Lazarus Zim, a man resurrected

[miningmx.com] – LAZARUS Zim, chairperson of Northam Platinum, hailed the company’s newly appointed CEO, Paul Dunne, saying the two of them had “phenomenal chemistry’ and that big things were planned for the platinum firm.

It’s a declaration one might expect of Zim. Dunne has in Northam Platinum his first bite of the big time as head of a major listed mining firm, but in Dunne, Zim has the second bite at big time business.

Two years ago, the world of Lazarus Zim came crashing down. Forced to shut his firm, Afripalm Resources, he retreated to the shades whilst the sceptical investment market sucked its teeth. Zim had become one the highest profile victims of failed black economic empowerment (BEE).

Afripalm Resources had first emerged in 2006 as a driving force in the spectacular reverse takeover of Tokyo Sexwale’s Mvelaphanda Resources, itself the former torch-bearer for frontier BEE in South Africa.

Zim, a former MTN executive and head of Anglo American SA, was the new Sexwale. What lay before him were handsome looking investments in Gold Fields, Trans Hex, and Northam Platinum. Nothing could go wrong.

Then, it did.

Three years later, the world economic crisis precipitated the enormous climb-down in commodity prices. There was recovery by 2010, but confidence in BEE seemed to have shaken. Northam shares that once guaranteed Zim’s debt in his chosen investment of Northam Platinum now failed the covenant tests put in place by banks. So they called in the shares and the banks.

It was a heavy blow for Northam which saw its empowerment credentials reduced from 26% to well under 10%. What’s worse, the Department of Mineral Resources in a potentially precedent-making decision, demanded Northam rebuild its BEE stake, no matter the cost. For Zim, however, the failure of Afripalm was the end of a glittering rag-to-riches story.

“The banks did very well,’ said a rueful Zim. Perhaps looking slighty older, he is nonetheless in remarkably good cheer, betraying none of the bitterness you might expect of somewhat who has, as the Americanism has it, been “through the wringer’.

Zim is now a principle of the Atius Consortium, a member of the Zambezi Platinum Consortium, which has taken a 5% stake in Northam Platinum equal to about R560m as per the platinum firm’s market cap at the time of writing. He also remains chairman of Northam Platinum with the appointment of Paul Dunne, who replaced Glyn Lewis as CEO this year, clearly of benefit.

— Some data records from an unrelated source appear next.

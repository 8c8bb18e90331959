//! Test doubles for the [`Transport`] and [`SnapshotProvider`] seams.
//!
//! Public so the server crate's integration tests can drive a hub without
//! real sockets or a real host.

use std::collections::VecDeque;
use std::sync::Arc;
use std::sync::atomic::{AtomicBool, AtomicUsize, Ordering};
use std::time::Duration;

use async_trait::async_trait;
use parking_lot::Mutex;
use pipewatch_core::{MetricsSnapshot, ProviderError, TransportError};

use crate::provider::SnapshotProvider;
use crate::transport::Transport;

/// Records every frame it is asked to send.
#[derive(Default)]
pub struct MockTransport {
    frames: Mutex<Vec<String>>,
    failure: Mutex<Option<TransportError>>,
    delay: Option<Duration>,
    closed: AtomicBool,
    close_calls: AtomicUsize,
}

impl MockTransport {
    /// A transport that accepts everything.
    pub fn new() -> Self {
        Self::default()
    }

    /// Sleep this long inside every send.
    #[must_use]
    pub fn with_delay(mut self, delay: Duration) -> Self {
        self.delay = Some(delay);
        self
    }

    /// Make every following send fail with `error`.
    pub fn fail_with(&self, error: TransportError) {
        *self.failure.lock() = Some(error);
    }

    /// Frames received so far.
    pub fn frames(&self) -> Vec<String> {
        self.frames.lock().clone()
    }

    /// The `type` field of every JSON frame, or the raw text otherwise.
    pub fn frame_types(&self) -> Vec<String> {
        self.frames
            .lock()
            .iter()
            .map(|f| {
                serde_json::from_str::<serde_json::Value>(f)
                    .ok()
                    .and_then(|v| v.get("type").and_then(|t| t.as_str()).map(str::to_owned))
                    .unwrap_or_else(|| f.clone())
            })
            .collect()
    }

    /// Frames parsed as JSON; non-JSON frames are skipped.
    pub fn json_frames(&self) -> Vec<serde_json::Value> {
        self.frames
            .lock()
            .iter()
            .filter_map(|f| serde_json::from_str(f).ok())
            .collect()
    }

    /// How many times `close` was called.
    pub fn close_calls(&self) -> usize {
        self.close_calls.load(Ordering::SeqCst)
    }

    /// Wait until at least `count` frames of type `kind` arrived. Returns
    /// `false` on timeout.
    pub async fn wait_for_type(&self, kind: &str, count: usize, within: Duration) -> bool {
        tokio::time::timeout(within, async {
            while self.frame_types().iter().filter(|t| *t == kind).count() < count {
                tokio::time::sleep(Duration::from_millis(5)).await;
            }
        })
        .await
        .is_ok()
    }

    /// Wait until at least `count` frames arrived. Returns `false` on timeout.
    pub async fn wait_for_frames(&self, count: usize, within: Duration) -> bool {
        tokio::time::timeout(within, async {
            while self.frames.lock().len() < count {
                tokio::time::sleep(Duration::from_millis(5)).await;
            }
        })
        .await
        .is_ok()
    }
}

#[async_trait]
impl Transport for MockTransport {
    async fn send(&self, frame: Arc<str>) -> Result<(), TransportError> {
        if self.closed.load(Ordering::SeqCst) {
            return Err(TransportError::Closed);
        }
        if let Some(delay) = self.delay {
            tokio::time::sleep(delay).await;
        }
        if let Some(err) = self.failure.lock().clone() {
            return Err(err);
        }
        self.frames.lock().push(frame.to_string());
        Ok(())
    }

    async fn close(&self) {
        let _ = self.close_calls.fetch_add(1, Ordering::SeqCst);
        self.closed.store(true, Ordering::SeqCst);
    }

    fn is_closed(&self) -> bool {
        self.closed.load(Ordering::SeqCst)
    }
}

/// Provider that replays queued results, then repeats a fallback.
pub struct ScriptedProvider {
    script: Mutex<VecDeque<Result<MetricsSnapshot, ProviderError>>>,
    fallback: Mutex<Result<MetricsSnapshot, ProviderError>>,
    delay: Option<Duration>,
    calls: AtomicUsize,
}

impl ScriptedProvider {
    /// Always returns `snapshot` unless results are queued.
    pub fn new(snapshot: MetricsSnapshot) -> Self {
        Self {
            script: Mutex::new(VecDeque::new()),
            fallback: Mutex::new(Ok(snapshot)),
            delay: None,
            calls: AtomicUsize::new(0),
        }
    }

    /// Always fails.
    pub fn failing() -> Self {
        let provider = Self::new(MetricsSnapshot::zeroed());
        *provider.fallback.lock() = Err(ProviderError::collector("scripted", "always fails"));
        provider
    }

    /// Sleep this long before answering.
    #[must_use]
    pub fn with_delay(mut self, delay: Duration) -> Self {
        self.delay = Some(delay);
        self
    }

    /// Queue one result ahead of the fallback.
    pub fn push(&self, result: Result<MetricsSnapshot, ProviderError>) {
        self.script.lock().push_back(result);
    }

    /// Number of `snapshot` calls so far.
    pub fn calls(&self) -> usize {
        self.calls.load(Ordering::SeqCst)
    }
}

#[async_trait]
impl SnapshotProvider for ScriptedProvider {
    fn name(&self) -> &'static str {
        "scripted"
    }

    async fn snapshot(&self) -> Result<MetricsSnapshot, ProviderError> {
        let _ = self.calls.fetch_add(1, Ordering::SeqCst);
        if let Some(delay) = self.delay {
            tokio::time::sleep(delay).await;
        }
        let next = self.script.lock().pop_front();
        next.unwrap_or_else(|| self.fallback.lock().clone())
    }
}

/// Provider whose every call panics, taking down the calling task.
pub struct PanickingProvider;

#[async_trait]
impl SnapshotProvider for PanickingProvider {
    fn name(&self) -> &'static str {
        "panicking"
    }

    async fn snapshot(&self) -> Result<MetricsSnapshot, ProviderError> {
        panic!("snapshot provider panicked");
    }
}

/// Snapshot with the given host CPU and memory figures, everything else zero.
pub fn host_snapshot(cpu: f64, memory: f64) -> MetricsSnapshot {
    let mut snapshot = MetricsSnapshot::zeroed();
    snapshot.system_health.cpu = cpu;
    snapshot.system_health.memory = memory;
    snapshot
}
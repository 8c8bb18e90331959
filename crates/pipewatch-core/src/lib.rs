//! # pipewatch-core
//!
//! Foundation types shared by every pipewatch crate:
//!
//! - **Branded IDs**: [`ConnectionId`] as a newtype for type safety
//! - **Messages**: [`HubMessage`] sum type over the fixed broadcast kinds,
//!   wrapped in an [`Envelope`] that carries the wire timestamp
//! - **Snapshots**: [`MetricsSnapshot`] and its sub-blocks
//! - **Stage graph**: the fixed dashboard [`StageGraph`]
//! - **Errors**: transport/provider/protocol/ingest taxonomy via `thiserror`
//! - **Logging**: subscriber init and a capture layer for tests

#![deny(unsafe_code)]

pub mod errors;
pub mod ids;
pub mod logging;
pub mod message;
pub mod snapshot;
pub mod stages;

pub use errors::{IngestError, ProtocolError, ProviderError, TransportError};
pub use ids::ConnectionId;
pub use message::{
    ConnectionEstablished, Envelope, HubMessage, InitialState, MessageType, PipelineEvent,
    SnapshotSource, TestMessage,
};
pub use snapshot::{
    ConnectionStatus, GpuReading, MetricsSnapshot, PipelineStatus, ServiceStatus, SystemHealth,
};
pub use stages::{Stage, StageEdge, StageGraph, StageMetrics, StageStatus};
//! Structured logging with `tracing`.
//!
//! - [`init_subscriber`] installs the global stderr subscriber
//! - [`capture_logs`] installs a thread-local capturing subscriber for tests

pub mod test_utils;

pub use test_utils::{CapturedEvent, CapturedLogs, capture_logs};

/// Initialize the global tracing subscriber.
///
/// `RUST_LOG` takes precedence over `level`. With `json` set, events are
/// emitted as one JSON object per line; otherwise the compact human format
/// is used. Subsequent calls are no-ops.
pub fn init_subscriber(level: &str, json: bool) {
    use tracing_subscriber::EnvFilter;

    let filter = EnvFilter::try_from_default_env().unwrap_or_else(|_| EnvFilter::new(level));

    if json {
        let subscriber = tracing_subscriber::fmt()
            .with_env_filter(filter)
            .with_target(true)
            .with_writer(std::io::stderr)
            .json();
        let _ = subscriber.try_init();
    } else {
        let subscriber = tracing_subscriber::fmt()
            .with_env_filter(filter)
            .with_target(true)
            .with_writer(std::io::stderr)
            .compact();
        let _ = subscriber.try_init();
    }
}
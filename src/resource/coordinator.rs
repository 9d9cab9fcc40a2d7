//! # Resource Lifecycle Coordinator
//!
//! Orchestrates the start of a group's resources before it runs and their
//! conditional stop after it finishes. Start of a batch is a fan-out/fan-in
//! join: individual failures are logged, siblings keep going, and the
//! aggregate error is assembled only after every dispatched start has
//! finished. Stop is best-effort and never surfaces an error.
//!
//! Per resource the observable lifecycle is
//! `NotStarted -> Starting -> Running -> (StopScheduled) -> Stopped`.
//! `StopScheduled` exists only for reusable resources whose count dropped
//! to zero; an acquire landing within the grace interval silently returns
//! the resource to `Running` because the deferred check finds the count
//! raised and does nothing.

use std::sync::Arc;
use std::time::Duration;
use tracing::{debug, error, info};

use crate::config::{GroupSettings, TestrigConfig};
use crate::error::{Result, TestrigError};
use crate::resource::handle::ResourceHandle;
use crate::resource::properties::PropertySink;
use crate::resource::registry::ResourceRegistry;

/// Coordinates reference-counted start/stop of shared resources.
pub struct ResourceLifecycleCoordinator {
    registry: Arc<ResourceRegistry>,
    properties: Arc<dyn PropertySink>,
    stop_grace: Duration,
}

impl ResourceLifecycleCoordinator {
    pub fn new(
        registry: Arc<ResourceRegistry>,
        properties: Arc<dyn PropertySink>,
        config: &TestrigConfig,
    ) -> Self {
        Self {
            registry,
            properties,
            stop_grace: Duration::from_millis(config.stop_grace_ms),
        }
    }

    /// Ensures every handle's resource is running before the group starts.
    ///
    /// Blocks until all dispatched starts complete. Returns an aggregate
    /// error when at least one start failed; sibling starts are never
    /// aborted by a failure in the same batch.
    pub async fn ensure_started(
        &self,
        handles: &[ResourceHandle],
        settings: &GroupSettings,
    ) -> Result<()> {
        let mut failures = Vec::new();

        if settings.parallel_start {
            let jobs: Vec<_> = handles
                .iter()
                .map(|handle| {
                    let handle = handle.clone();
                    let registry = Arc::clone(&self.registry);
                    let properties = Arc::clone(&self.properties);
                    let settings = *settings;
                    tokio::spawn(async move {
                        Self::start_one(&registry, properties.as_ref(), &handle, &settings).await
                    })
                })
                .collect();
            for (handle, joined) in handles.iter().zip(futures::future::join_all(jobs).await) {
                match joined {
                    Ok(Ok(())) => {}
                    Ok(Err(failure)) => failures.push(failure),
                    Err(join_error) => failures.push(TestrigError::ResourceStart {
                        name: handle.name().to_string(),
                        source: anyhow::Error::new(join_error),
                    }),
                }
            }
        } else {
            for handle in handles {
                if let Err(failure) =
                    Self::start_one(&self.registry, self.properties.as_ref(), handle, settings)
                        .await
                {
                    failures.push(failure);
                }
            }
        }

        if failures.is_empty() {
            Ok(())
        } else {
            Err(TestrigError::BatchStart { failures })
        }
    }

    /// Releases every handle after the group finishes.
    ///
    /// Non-reusable resources stop synchronously within this call. Reusable
    /// ones get a deferred re-check after the grace interval; the detached
    /// check stops the resource only if no acquire landed in the meantime,
    /// and its outcome never reaches this caller.
    pub async fn release(&self, handles: &[ResourceHandle], settings: &GroupSettings) {
        if settings.parallel_start {
            let jobs: Vec<_> = handles
                .iter()
                .map(|handle| {
                    let handle = handle.clone();
                    let registry = Arc::clone(&self.registry);
                    let settings = *settings;
                    let grace = self.stop_grace;
                    tokio::spawn(async move {
                        Self::release_one(registry, &handle, &settings, grace).await;
                    })
                })
                .collect();
            futures::future::join_all(jobs).await;
        } else {
            for handle in handles {
                Self::release_one(Arc::clone(&self.registry), handle, settings, self.stop_grace)
                    .await;
            }
        }
    }

    async fn start_one(
        registry: &ResourceRegistry,
        properties: &dyn PropertySink,
        handle: &ResourceHandle,
        settings: &GroupSettings,
    ) -> Result<()> {
        let count = registry.acquire(handle);
        let reuse = handle.reuse() && settings.reuse_resources;
        let running = handle.resource().is_running().await;

        if count == 1 || !running || !reuse {
            info!(resource = handle.name(), count, reuse, "starting resource");
            if let Err(source) = handle.resource().start().await {
                error!(resource = handle.name(), error = %source, "error starting resource");
                return Err(TestrigError::ResourceStart {
                    name: handle.name().to_string(),
                    source,
                });
            }
            Self::publish_endpoints(properties, handle).await?;
        } else {
            debug!(resource = handle.name(), count, "resource already running");
        }
        Ok(())
    }

    /// Publishes `<NAME>_<port>` and `<NAME>_HOST` for a started resource.
    async fn publish_endpoints(
        properties: &dyn PropertySink,
        handle: &ResourceHandle,
    ) -> Result<()> {
        let resource = handle.resource();
        for port in resource.exposed_ports().await {
            let mapped = resource
                .mapped_port(port)
                .await
                .map_err(|source| TestrigError::ResourceStart {
                    name: handle.name().to_string(),
                    source,
                })?;
            properties.set(&format!("{}_{}", handle.name(), port), &mapped.to_string());
        }
        let address =
            resource
                .network_address()
                .await
                .map_err(|source| TestrigError::ResourceStart {
                    name: handle.name().to_string(),
                    source,
                })?;
        properties.set(&format!("{}_HOST", handle.name()), &address);
        debug!(resource = handle.name(), address = %address, "published endpoints");
        Ok(())
    }

    async fn release_one(
        registry: Arc<ResourceRegistry>,
        handle: &ResourceHandle,
        settings: &GroupSettings,
        grace: Duration,
    ) {
        let count = registry.release(handle);
        let reuse = handle.reuse() && settings.reuse_resources;
        let running = handle.resource().is_running().await;

        if !running {
            return;
        }
        if !reuse {
            Self::stop_now(handle).await;
            return;
        }

        debug!(
            resource = handle.name(),
            count,
            grace_ms = grace.as_millis() as u64,
            "deferring stop check"
        );
        let handle = handle.clone();
        tokio::spawn(async move {
            tokio::time::sleep(grace).await;
            // The count is re-read here, not at schedule time, so an
            // acquire landing inside the grace interval wins.
            if registry.try_claim_stop(&handle) {
                Self::stop_now(&handle).await;
            } else {
                debug!(resource = handle.name(), "resource reacquired, leaving running");
            }
        });
    }

    async fn stop_now(handle: &ResourceHandle) {
        info!(resource = handle.name(), "stopping resource");
        if let Err(error) = handle.resource().stop().await {
            error!(resource = handle.name(), error = %error, "error stopping resource");
        }
    }
}
//! Shared fixtures for the lifecycle and retry scenario tests.

use async_trait::async_trait;
use std::sync::atomic::{AtomicBool, AtomicU32, Ordering};
use std::sync::Arc;
use testrig_core::TestResource;

/// Controllable in-memory resource with start/stop counters.
///
/// `start` on an already-running instance is a no-op, like any sane
/// external runtime; `starts()` therefore counts cold starts only.
pub struct FakeResource {
    ports: Vec<u16>,
    running: AtomicBool,
    starts: AtomicU32,
    stops: AtomicU32,
    start_failures_left: AtomicU32,
}

impl FakeResource {
    pub fn new(ports: &[u16]) -> Arc<Self> {
        Arc::new(Self {
            ports: ports.to_vec(),
            running: AtomicBool::new(false),
            starts: AtomicU32::new(0),
            stops: AtomicU32::new(0),
            start_failures_left: AtomicU32::new(0),
        })
    }

    /// Resource whose first `failures` start calls fail.
    pub fn failing_starts(ports: &[u16], failures: u32) -> Arc<Self> {
        let resource = Self::new(ports);
        resource.start_failures_left.store(failures, Ordering::SeqCst);
        resource
    }

    pub fn starts(&self) -> u32 {
        self.starts.load(Ordering::SeqCst)
    }

    pub fn stops(&self) -> u32 {
        self.stops.load(Ordering::SeqCst)
    }

    pub fn is_up(&self) -> bool {
        self.running.load(Ordering::SeqCst)
    }
}

#[async_trait]
impl TestResource for FakeResource {
    async fn start(&self) -> anyhow::Result<()> {
        let left = self.start_failures_left.load(Ordering::SeqCst);
        if left > 0 {
            self.start_failures_left.store(left - 1, Ordering::SeqCst);
            anyhow::bail!("runtime refused to start the instance");
        }
        if !self.running.swap(true, Ordering::SeqCst) {
            self.starts.fetch_add(1, Ordering::SeqCst);
        }
        Ok(())
    }

    async fn stop(&self) -> anyhow::Result<()> {
        if self.running.swap(false, Ordering::SeqCst) {
            self.stops.fetch_add(1, Ordering::SeqCst);
        }
        Ok(())
    }

    async fn is_running(&self) -> bool {
        self.running.load(Ordering::SeqCst)
    }

    async fn exposed_ports(&self) -> Vec<u16> {
        self.ports.clone()
    }

    async fn mapped_port(&self, port: u16) -> anyhow::Result<u16> {
        Ok(30_000 + port % 10_000)
    }

    async fn network_address(&self) -> anyhow::Result<String> {
        Ok("172.17.0.2".to_string())
    }
}
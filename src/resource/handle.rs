//! # Resource Handles
//!
//! A [`ResourceHandle`] names one shared external resource and carries the
//! capability used to drive it. The capability is the only contact surface
//! with the actual runtime (containers, local daemons, in-memory fakes);
//! the coordinators never reach past it.

use async_trait::async_trait;
use std::fmt;
use std::sync::Arc;

/// Capability interface over one external resource instance.
///
/// `start` errors surface as coordinator-level failures; `stop` errors are
/// logged and swallowed by the callers.
#[async_trait]
pub trait TestResource: Send + Sync {
    async fn start(&self) -> anyhow::Result<()>;

    async fn stop(&self) -> anyhow::Result<()>;

    async fn is_running(&self) -> bool;

    /// Ports the resource declares, in its own network namespace.
    async fn exposed_ports(&self) -> Vec<u16>;

    /// Externally reachable port mapped to `port`.
    async fn mapped_port(&self, port: u16) -> anyhow::Result<u16>;

    /// Externally reachable address of the resource.
    async fn network_address(&self) -> anyhow::Result<String>;
}

/// Identity and policy for one shared resource.
///
/// Created once per distinct resource at suite definition time and cloned
/// into every group that references it; clones share the same underlying
/// capability. The name doubles as the registry key and as the prefix of
/// the published endpoint properties (`<NAME>_<port>`, `<NAME>_HOST`).
#[derive(Clone)]
pub struct ResourceHandle {
    name: String,
    resource: Arc<dyn TestResource>,
    reuse: bool,
}

impl ResourceHandle {
    pub fn new(name: impl Into<String>, resource: Arc<dyn TestResource>, reuse: bool) -> Self {
        Self {
            name: name.into(),
            resource,
            reuse,
        }
    }

    /// Stable identity of the resource.
    pub fn name(&self) -> &str {
        &self.name
    }

    /// Whether this resource may outlive a single test group.
    pub fn reuse(&self) -> bool {
        self.reuse
    }

    pub fn resource(&self) -> &Arc<dyn TestResource> {
        &self.resource
    }
}

impl fmt::Debug for ResourceHandle {
    fn fmt(&self, f: &mut fmt::Formatter<'_>) -> fmt::Result {
        f.debug_struct("ResourceHandle")
            .field("name", &self.name)
            .field("reuse", &self.reuse)
            .finish_non_exhaustive()
    }
}

#[cfg(test)]
mod tests {
    use crate::resource::registry::test_support::noop_handle;

    #[test]
    fn clones_share_identity_and_capability() {
        let handle = noop_handle("POSTGRES");
        let clone = handle.clone();
        assert_eq!(handle.name(), clone.name());
        assert_eq!(handle.reuse(), clone.reuse());

        let mapped = tokio_test::block_on(clone.resource().mapped_port(5432)).unwrap();
        assert_eq!(mapped, 5432);
        assert!(format!("{handle:?}").contains("POSTGRES"));
    }
}
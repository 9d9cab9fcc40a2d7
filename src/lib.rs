#![allow(clippy::doc_markdown)] // Allow technical terms like PostgreSQL in docs
#![allow(clippy::missing_errors_doc)] // Allow public functions without # Errors sections
#![allow(clippy::must_use_candidate)] // Allow methods without must_use when context is clear

//! # Testrig Core
//!
//! Test-execution orchestration for integration suites that share
//! expensive external resources and fight flaky tests.
//!
//! ## Overview
//!
//! Two coordinators cover the two hard problems of a large integration
//! run:
//!
//! - **Resource lifecycle**: database, broker, and cache instances are
//!   started at most once, shared across concurrent test groups through a
//!   reference-counted registry, and stopped only when no group still
//!   needs them. Reusable resources ride out a grace interval after their
//!   last release so back-to-back groups skip the restart.
//! - **Retry and fail-fast**: flaky units are re-run under a linear
//!   randomized backoff, and the first permanent failure trips a durable
//!   signal that skips everything still queued, across processes of the
//!   same build.
//!
//! ## Module Organization
//!
//! - [`resource`] - handles, reference-count registry, lifecycle
//!   coordinator, endpoint property publication, image presets
//! - [`retry`] - retry policy and the bounded retry loop
//! - [`failfast`] - durable fail-fast signal and the pre-unit gate
//! - [`orchestrator`] - process-wide facade wiring it all together
//! - [`config`] - tunables with environment overrides
//! - [`error`] - structured error handling
//! - [`logging`] - structured logging setup
//! - [`helpers`] - polling helpers for eventually-consistent state
//!
//! ## Quick Start
//!
//! ```rust,no_run
//! use std::sync::Arc;
//! use testrig_core::{GroupSettings, ResourceHandle, TestOrchestrator, TestrigConfig};
//!
//! # async fn example(postgres: Arc<dyn testrig_core::TestResource>) -> testrig_core::Result<()> {
//! let orchestrator = TestOrchestrator::new(TestrigConfig::from_env()?);
//! let handles = vec![ResourceHandle::new("POSTGRES", postgres, true)];
//! let settings = GroupSettings::default();
//!
//! orchestrator.ensure_started(&handles, &settings).await?;
//! // run the group's units via orchestrator.run_unit(...)
//! orchestrator.release(&handles, &settings).await;
//! # Ok(())
//! # }
//! ```

pub mod config;
pub mod error;
pub mod failfast;
pub mod helpers;
pub mod logging;
pub mod orchestrator;
pub mod resource;
pub mod retry;

pub use config::{GroupSettings, TestrigConfig};
pub use error::{Result, TestrigError};
pub use failfast::{FailFastSignal, FileMarker, MarkerStore, MemoryMarker, RunDecision};
pub use orchestrator::TestOrchestrator;
pub use resource::{
    EnvProperties, MemoryProperties, PropertySink, ResourceHandle, ResourceImage,
    ResourceLifecycleCoordinator, ResourceRegistry, TestResource,
};
pub use retry::{RetryCoordinator, RetryPolicy, TestUnit};
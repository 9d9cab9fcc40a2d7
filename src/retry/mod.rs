//! # Retry Execution
//!
//! Resilient execution of flaky or environment-dependent test units:
//!
//! - [`policy`] - attempt limits and linear randomized backoff
//! - [`coordinator`] - the bounded retry loop around a test unit, wired to
//!   the cross-run fail-fast signal
//!
//! A unit is retried on the thread of control that runs it; only that unit
//! waits out the backoff. Once any unit in the run fails permanently, the
//! fail-fast signal cuts every other retry loop short.

pub mod coordinator;
pub mod policy;

pub use coordinator::{RetryCoordinator, TestUnit};
pub use policy::RetryPolicy;
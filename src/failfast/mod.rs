//! # Fail-Fast Signal
//!
//! A durable, set-once boolean recording that some test unit in the run
//! has already failed permanently. The marker is materialized on disk
//! under the build output directory so sibling test processes in the same
//! build observe it too; a fresh build starts clear because build cleanup
//! removes the output directory, never this crate.
//!
//! The gate is checked before every unit runs (skip outright) and between
//! retry attempts (stop retrying), which realizes stop-the-world semantics
//! without any central scheduler.

use std::fs;
use std::io;
use std::path::PathBuf;
use std::sync::atomic::{AtomicBool, Ordering};
use tracing::{error, info};

use crate::config::TestrigConfig;

/// Reason attached to skipped units once the signal is set.
pub const SKIP_REASON: &str = "a test has already failed, skipping remaining tests";

/// Durable existence-only boolean storage.
///
/// Kept as a seam so single-process harnesses can swap the marker file for
/// an in-memory flag.
pub trait MarkerStore: Send + Sync {
    fn exists(&self) -> bool;

    /// Creates the marker; racing with another concurrent creator must
    /// succeed on both sides.
    fn create_if_absent(&self) -> io::Result<()>;
}

/// Marker file under the build output directory.
#[derive(Debug, Clone)]
pub struct FileMarker {
    path: PathBuf,
}

impl FileMarker {
    pub fn new(path: impl Into<PathBuf>) -> Self {
        Self { path: path.into() }
    }

    pub fn path(&self) -> &std::path::Path {
        &self.path
    }
}

impl MarkerStore for FileMarker {
    fn exists(&self) -> bool {
        self.path.exists()
    }

    fn create_if_absent(&self) -> io::Result<()> {
        if let Some(parent) = self.path.parent() {
            fs::create_dir_all(parent)?;
        }
        match fs::OpenOptions::new()
            .write(true)
            .create_new(true)
            .open(&self.path)
        {
            Ok(_) => Ok(()),
            Err(error) if error.kind() == io::ErrorKind::AlreadyExists => Ok(()),
            Err(error) => Err(error),
        }
    }
}

/// In-memory flag for single-process harnesses.
#[derive(Debug, Default)]
pub struct MemoryMarker {
    set: AtomicBool,
}

impl MarkerStore for MemoryMarker {
    fn exists(&self) -> bool {
        self.set.load(Ordering::Acquire)
    }

    fn create_if_absent(&self) -> io::Result<()> {
        self.set.store(true, Ordering::Release);
        Ok(())
    }
}

/// Outcome of the pre-unit gate.
#[derive(Debug, Clone, PartialEq, Eq)]
pub enum RunDecision {
    Proceed,
    Skip { reason: String },
}

/// Cross-run "has any test already failed" flag with set-once semantics.
pub struct FailFastSignal {
    store: Box<dyn MarkerStore>,
    enabled: bool,
}

impl FailFastSignal {
    pub fn new(store: Box<dyn MarkerStore>, enabled: bool) -> Self {
        Self { store, enabled }
    }

    /// File-backed signal at the configured marker path.
    pub fn from_config(config: &TestrigConfig) -> Self {
        Self::new(
            Box::new(FileMarker::new(config.fail_fast_marker.clone())),
            config.fail_fast_enabled,
        )
    }

    pub fn is_enabled(&self) -> bool {
        self.enabled
    }

    /// Whether a failure has been recorded in this run.
    pub fn has_failed(&self) -> bool {
        self.store.exists()
    }

    /// Records a permanent failure. Idempotent; a no-op while fail-fast is
    /// disabled.
    pub fn record_failure(&self) {
        if !self.enabled {
            return;
        }
        match self.store.create_if_absent() {
            Ok(()) => info!("fail-fast signal recorded"),
            Err(create_error) => {
                error!(error = %create_error, "error recording fail-fast signal");
            }
        }
    }

    /// Pre-unit gate: skip the unit once the signal is set.
    pub fn check(&self) -> RunDecision {
        if self.has_failed() {
            RunDecision::Skip {
                reason: SKIP_REASON.to_string(),
            }
        } else {
            RunDecision::Proceed
        }
    }
}

#[cfg(test)]
mod tests {
    use super::*;

    #[test]
    fn record_is_idempotent_and_set_once() {
        let signal = FailFastSignal::new(Box::new(MemoryMarker::default()), true);
        assert!(!signal.has_failed());
        signal.record_failure();
        signal.record_failure();
        assert!(signal.has_failed());
        assert_eq!(
            signal.check(),
            RunDecision::Skip {
                reason: SKIP_REASON.to_string()
            }
        );
    }

    #[test]
    fn disabled_signal_never_records() {
        let signal = FailFastSignal::new(Box::new(MemoryMarker::default()), false);
        signal.record_failure();
        assert!(!signal.has_failed());
        assert_eq!(signal.check(), RunDecision::Proceed);
    }

    #[test]
    fn file_marker_tolerates_concurrent_creators() {
        let dir = tempfile::tempdir().unwrap();
        let marker = FileMarker::new(dir.path().join("out/test-failed.lock"));
        assert!(!marker.exists());
        marker.create_if_absent().unwrap();
        // A second creator finding the file already present is a success.
        marker.create_if_absent().unwrap();
        assert!(marker.exists());
    }

    #[test]
    fn file_backed_signal_survives_separate_instances() {
        let dir = tempfile::tempdir().unwrap();
        let path = dir.path().join("test-failed.lock");

        let first = FailFastSignal::new(Box::new(FileMarker::new(&path)), true);
        first.record_failure();

        // A signal constructed later in another process would see the same
        // marker.
        let second = FailFastSignal::new(Box::new(FileMarker::new(&path)), true);
        assert!(second.has_failed());
    }
}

“We have a phenomenal chemistry,’ said Zim of Dunne who was previously head of operations at Impala Platinum until a falling out with Impala CEO, Terence Goodlace, led him to Northam. Dunne’s arrival was a pivotal moment for Zim since the former Impala man did not attach to Zim the failure of a previous empowerment deal.

The plan now is for Zim’s Atis to keep its investment strategy restricted to Northam Platinum in terms of the platinum investment market, hence the R400m lock-in fee Northam agreed to pay to Zambezi Platinum Consortium as a whole, that Dunne also described as a “restraint of trade’ .

Asked to comment, however, on plans Atis would have to other mining investments, Zim is deliberately vague: “Atis is doing a lot of other things, but quietly. It is better to announce things once they are done.

“Talking about plans is not the best thing I have learned,’ he said referring to his former position as the poster child for all things glittering in the BEE mining space. “I am a great believer in platinum. I think this is the right time,’ said Zim.